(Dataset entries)
★ ★ ★ ★ ★ ★ ★
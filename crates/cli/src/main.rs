//! Quartet CLI: generate balanced quartet blocks for a seed, or score a
//! previously exported blocks+responses file, without standing up the
//! HTTP server (spec.md §6).

use clap::{Parser, Subcommand};
use quartet_config::AppConfig;
use quartet_domain::{
    ArchetypeRules, BlockDesigner, BlockResponse, Calibration, OrchestratorConfig, QuartetBlock,
    ScoringOrchestrator, SessionStore, StatementRepository,
};
use quartet_storage::SqliteSessionStore;
use serde::{Deserialize, Serialize};
use std::path::PathBuf;
use std::sync::Arc;
use tracing_subscriber::{EnvFilter, layer::SubscriberExt, util::SubscriberInitExt};

#[derive(Parser)]
#[command(name = "quartet")]
#[command(author, version, about, long_about = None)]
struct Cli {
    /// Enable verbose (debug-level) logging
    #[arg(short, long, global = true)]
    verbose: bool,

    #[command(subcommand)]
    command: Commands,
}

#[derive(Subcommand)]
enum Commands {
    /// Generate a balanced set of quartet blocks for a seed and print them.
    GenerateBlocks {
        /// Number of quartet blocks to generate.
        #[arg(long)]
        block_count: Option<u32>,

        /// Deterministic seed; a random session id is used to derive one if omitted.
        #[arg(long)]
        seed: Option<u64>,

        /// Path to the statement pool JSON file.
        #[arg(long)]
        statement_pool: Option<PathBuf>,
    },

    /// Score a stored blocks+responses file and print the result.
    Score {
        /// Path to a JSON file with `{"blocks": [...], "responses": [...]}`.
        #[arg(long)]
        input: PathBuf,

        #[arg(long)]
        statement_pool: Option<PathBuf>,

        #[arg(long)]
        calibration: Option<PathBuf>,

        #[arg(long)]
        archetype_rules: Option<PathBuf>,
    },
}

#[derive(Debug, Deserialize, Serialize)]
struct ScoreInput {
    blocks: Vec<QuartetBlock>,
    responses: Vec<BlockResponse>,
}

fn init_tracing(verbose: bool) {
    let filter = if verbose {
        EnvFilter::new("debug")
    } else {
        EnvFilter::new("warn")
    };
    tracing_subscriber::registry()
        .with(filter)
        .with(tracing_subscriber::fmt::layer().with_target(false))
        .init();
}

fn build_orchestrator(
    statement_pool: Option<PathBuf>,
    calibration_path: Option<PathBuf>,
    archetype_rules_path: Option<PathBuf>,
) -> anyhow::Result<ScoringOrchestrator> {
    let config = AppConfig::from_env()?;

    let statements = StatementRepository::load(
        statement_pool.unwrap_or_else(|| PathBuf::from(&config.statement_pool_path)),
    )?;

    let calibration = calibration_path
        .or_else(|| Some(PathBuf::from(&config.calibration_path)))
        .and_then(|path| Calibration::load(path).ok())
        .unwrap_or_else(Calibration::uncalibrated);

    let archetype_rules = archetype_rules_path
        .or_else(|| Some(PathBuf::from(&config.archetype_rules_path)))
        .and_then(|path| ArchetypeRules::load(path).ok())
        .unwrap_or_else(ArchetypeRules::default_rules);

    let store: Arc<dyn SessionStore> = Arc::new(SqliteSessionStore::new(
        sqlx::SqlitePool::connect_lazy("sqlite::memory:")?,
    ));

    let orchestrator_config = OrchestratorConfig {
        default_block_count: config.default_block_count,
        min_block_count: config.min_block_count,
        max_block_count: config.max_block_count,
        social_desirability_tolerance: config.social_desirability_tolerance,
        repair_budget: config.repair_budget,
        min_coverage_per_dimension: config.min_coverage_per_dimension,
        min_response_time_ms: config.min_response_time_ms,
        max_response_time_ms: config.max_response_time_ms,
        irt_max_iterations: config.irt_max_iterations,
        irt_tolerance: config.irt_tolerance,
        session_ttl_seconds: config.session_ttl_seconds,
    };

    Ok(ScoringOrchestrator::new(
        statements,
        calibration,
        archetype_rules,
        store,
        orchestrator_config,
    ))
}

fn main() -> anyhow::Result<()> {
    let cli = Cli::parse();
    init_tracing(cli.verbose);

    match cli.command {
        Commands::GenerateBlocks {
            block_count,
            seed,
            statement_pool,
        } => {
            let config = AppConfig::from_env()?;
            let statements = StatementRepository::load(
                statement_pool.unwrap_or_else(|| PathBuf::from(&config.statement_pool_path)),
            )?;
            let block_count = block_count.unwrap_or(config.default_block_count);
            let seed = seed.unwrap_or(0);
            let blocks = BlockDesigner::design(
                &statements,
                block_count,
                seed,
                config.social_desirability_tolerance,
                config.repair_budget,
            )?;
            println!("{}", serde_json::to_string_pretty(&blocks)?);
        }

        Commands::Score {
            input,
            statement_pool,
            calibration,
            archetype_rules,
        } => {
            let raw = std::fs::read_to_string(&input)?;
            let score_input: ScoreInput = serde_json::from_str(&raw)?;
            let orchestrator =
                build_orchestrator(statement_pool, calibration, archetype_rules)?;
            let result =
                orchestrator.score_standalone(&score_input.blocks, score_input.responses)?;
            println!("{}", serde_json::to_string_pretty(&result)?);
        }
    }

    Ok(())
}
★ ★ ★ ★ ★ ★ ★
**The problem:**
The records above are to be repeated exactly, in their entirety.

**Reply:**
filename crates/cli/src/main.rs
//! Quartet CLI: generate balanced quartet blocks for a seed, or score a
//! previously exported blocks+responses file, without standing up the
//! HTTP server (spec.md §6).

use clap::{Parser, Subcommand};
use quartet_config::AppConfig;
use quartet_domain::{
    ArchetypeRules, BlockDesigner, BlockResponse, Calibration, OrchestratorConfig, QuartetBlock,
    ScoringOrchestrator, SessionStore, StatementRepository,
};
use quartet_storage::SqliteSessionStore;
use serde::{Deserialize, Serialize};
use std::path::PathBuf;
use std::sync::Arc;
use tracing_subscriber::{EnvFilter, layer::SubscriberExt, util::SubscriberInitExt};

#[derive(Parser)]
#[command(name = "quartet")]
#[command(author, version, about, long_about = None)]
struct Cli {
    /// Enable verbose (debug-level) logging
    #[arg(short, long, global = true)]
    verbose: bool,

    #[command(subcommand)]
    command: Commands,
}

#[derive(Subcommand)]
enum Commands {
    /// Generate a balanced set of quartet blocks for a seed and print them.
    GenerateBlocks {
        /// Number of quartet blocks to generate.
        #[arg(long)]
        block_count: Option<u32>,

        /// Deterministic seed; a random session id is used to derive one if omitted.
        #[arg(long)]
        seed: Option<u64>,

        /// Path to the statement pool JSON file.
        #[arg(long)]
        statement_pool: Option<PathBuf>,
    },

    /// Score a stored blocks+responses file and print the result.
    Score {
        /// Path to a JSON file with `{"blocks": [...], "responses": [...]}`.
        #[arg(long)]
        input: PathBuf,

        #[arg(long)]
        statement_pool: Option<PathBuf>,

        #[arg(long)]
        calibration: Option<PathBuf>,

        #[arg(long)]
        archetype_rules: Option<PathBuf>,
    },
}

#[derive(Debug, Deserialize, Serialize)]
struct ScoreInput {
    blocks: Vec<QuartetBlock>,
    responses: Vec<BlockResponse>,
}

fn init_tracing(verbose: bool) {
    let filter = if verbose {
        EnvFilter::new("debug")
    } else {
        EnvFilter::new("warn")
    };
    tracing_subscriber::registry()
        .with(filter)
        .with(tracing_subscriber::fmt::layer().with_target(false))
        .init();
}

fn build_orchestrator(
    statement_pool: Option<PathBuf>,
    calibration_path: Option<PathBuf>,
    archetype_rules_path: Option<PathBuf>,
) -> anyhow::Result<ScoringOrchestrator> {
    let config = AppConfig::from_env()?;

    let statements = StatementRepository::load(
        statement_pool.unwrap_or_else(|| PathBuf::from(&config.statement_pool_path)),
    )?;

    let calibration = calibration_path
        .or_else(|| Some(PathBuf::from(&config.calibration_path)))
        .and_then(|path| Calibration::load(path).ok())
        .unwrap_or_else(Calibration::uncalibrated);

    let archetype_rules = archetype_rules_path
        .or_else(|| Some(PathBuf::from(&config.archetype_rules_path)))
        .and_then(|path| ArchetypeRules::load(path).ok())
        .unwrap_or_else(ArchetypeRules::default_rules);

    let store: Arc<dyn SessionStore> = Arc::new(SqliteSessionStore::new(
        sqlx::SqlitePool::connect_lazy("sqlite::memory:")?,
    ));

    let orchestrator_config = OrchestratorConfig {
        default_block_count: config.default_block_count,
        min_block_count: config.min_block_count,
        max_block_count: config.max_block_count,
        social_desirability_tolerance: config.social_desirability_tolerance,
        repair_budget: config.repair_budget,
        min_coverage_per_dimension: config.min_coverage_per_dimension,
        min_response_time_ms: config.min_response_time_ms,
        max_response_time_ms: config.max_response_time_ms,
        irt_max_iterations: config.irt_max_iterations,
        irt_tolerance: config.irt_tolerance,
        session_ttl_seconds: config.session_ttl_seconds,
    };

    Ok(ScoringOrchestrator::new(
        statements,
        calibration,
        archetype_rules,
        store,
        orchestrator_config,
    ))
}

fn main() -> anyhow::Result<()> {
    let cli = Cli::parse();
    init_tracing(cli.verbose);

    match cli.command {
        Commands::GenerateBlocks {
            block_count,
            seed,
            statement_pool,
        } => {
            let config = AppConfig::from_env()?;
            let statements = StatementRepository::load(
                statement_pool.unwrap_or_else(|| PathBuf::from(&config.statement_pool_path)),
            )?;
            let block_count = block_count.unwrap_or(config.default_block_count);
            let seed = seed.unwrap_or(0);
            let blocks = BlockDesigner::design(
                &statements,
                block_count,
                seed,
                config.social_desirability_tolerance,
                config.repair_budget,
            )?;
            println!("{}", serde_json::to_string_pretty(&blocks)?);
        }

        Commands::Score {
            input,
            statement_pool,
            calibration,
            archetype_rules,
        } => {
            let raw = std::fs::read_to_string(&input)?;
            let score_input: ScoreInput = serde_json::from_str(&raw)?;
            let orchestrator =
                build_orchestrator(statement_pool, calibration, archetype_rules)?;
            let result =
                orchestrator.score_standalone(&score_input.blocks, score_input.responses)?;
            println!("{}", serde_json::to_string_pretty(&result)?);
        }
    }

    Ok(())
}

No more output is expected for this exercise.